— Да чего же вы домогаетесь, господа? — почти закричал он, сильным движением руки бросая на стол какую-то бумагу. — Сами делаете целый ряд… неосторожностей! Затеваете какие-то протесты! Голодные бунты! Чего же вы ждете? Этим вы себе только вредите, тем более что кто же верит нынче в голодовки!
— То есть как это «нынче»?
— Ну, да после этого, как бишь его? доктора, Таннера, что ли… Сорок дней человек голодал — и все-таки жив остался!
— Странным мне кажется делать столь смелые выводы на основании газетных анекдотов. Это во-первых. А во-вторых, если уж на то пошло, Таннер, помнится мне, все время своего поста употреблял воду.
— Да? Ну, а разве Штейнгарт… разве он серьезно? Ведь я же велел каждый день ставить ему воду.
— Так неужели вам докладывают, что он пьет эту воду? Это — ложь. Он не притрагивается к ней!
— Так скажите, ради бога, что же мне делать? Что я могу поделать?
— Прежде всего немедленно выпустить Штейнгарта, а затем…

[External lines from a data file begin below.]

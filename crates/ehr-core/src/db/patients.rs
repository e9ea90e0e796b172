//! Patient database operations.

use rusqlite::OptionalExtension;
use serde::{Deserialize, Serialize};

use super::{Database, DbResult};
use crate::models::Patient;
use crate::tabular::ParseError;

/// A `patients` row exactly as stored.
#[derive(Debug, Clone, Serialize, Deserialize, PartialEq)]
pub struct PatientRow {
    pub patient_id: String,
    pub date_of_birth: Option<String>,
    pub race: Option<String>,
}

impl PatientRow {
    /// Interpret the stored text, parsing the birth date.
    pub fn to_patient(&self) -> Result<Patient, ParseError> {
        Patient::from_text(
            &self.patient_id,
            self.date_of_birth.as_deref().unwrap_or_default(),
            self.race.as_deref(),
        )
    }
}

fn patient_row(row: &rusqlite::Row<'_>) -> rusqlite::Result<PatientRow> {
    Ok(PatientRow {
        patient_id: row.get(0)?,
        date_of_birth: row.get(1)?,
        race: row.get(2)?,
    })
}

impl Database {
    /// Get a patient row by identifier.
    pub fn get_patient_row(&self, patient_id: &str) -> DbResult<Option<PatientRow>> {
        self.conn
            .query_row(
                r#"
                SELECT PatientID, PatientDateOfBirth, PatientRace
                FROM patients
                WHERE PatientID = ?
                "#,
                [patient_id],
                patient_row,
            )
            .optional()
            .map_err(Into::into)
    }

    /// Check whether a patient exists.
    pub fn has_patient(&self, patient_id: &str) -> DbResult<bool> {
        let exists: bool = self.conn.query_row(
            "SELECT EXISTS(SELECT 1 FROM patients WHERE PatientID = ?)",
            [patient_id],
            |row| row.get(0),
        )?;
        Ok(exists)
    }

    /// List all patient rows in load order.
    pub fn patient_rows(&self) -> DbResult<Vec<PatientRow>> {
        let mut stmt = self.conn.prepare(
            r#"
            SELECT PatientID, PatientDateOfBirth, PatientRace
            FROM patients
            ORDER BY rowid
            "#,
        )?;

        let rows = stmt.query_map([], patient_row)?;
        rows.collect::<Result<Vec<_>, _>>().map_err(Into::into)
    }

    /// Count patients.
    pub fn patient_count(&self) -> DbResult<usize> {
        let count: i64 = self
            .conn
            .query_row("SELECT COUNT(*) FROM patients", [], |row| row.get(0))?;
        Ok(count as usize)
    }
}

— Выпустить! А знаете ли вы, — тут Лучезаров подошел ко мне вплоть и сказал почти шепотом, — знаете ли вы, что на меня и без того уже донос послан?
— Ну, этого я не могу вам сказать — кем, хотя и знаю, конечно, кем… Но факт тот, что он уже послан. Я выпустил Башурова из карцера по истечении трех суток, когда назначено было пять…
— Вами же самими назначено!
— Я сделал вам в последнее время крупные послабления, которых вы не могли, разумеется, не заметить…
— Какие же это послабления?
— Мой помощник не ходит больше на вечерние поверки, хотя это его прямая обязанность.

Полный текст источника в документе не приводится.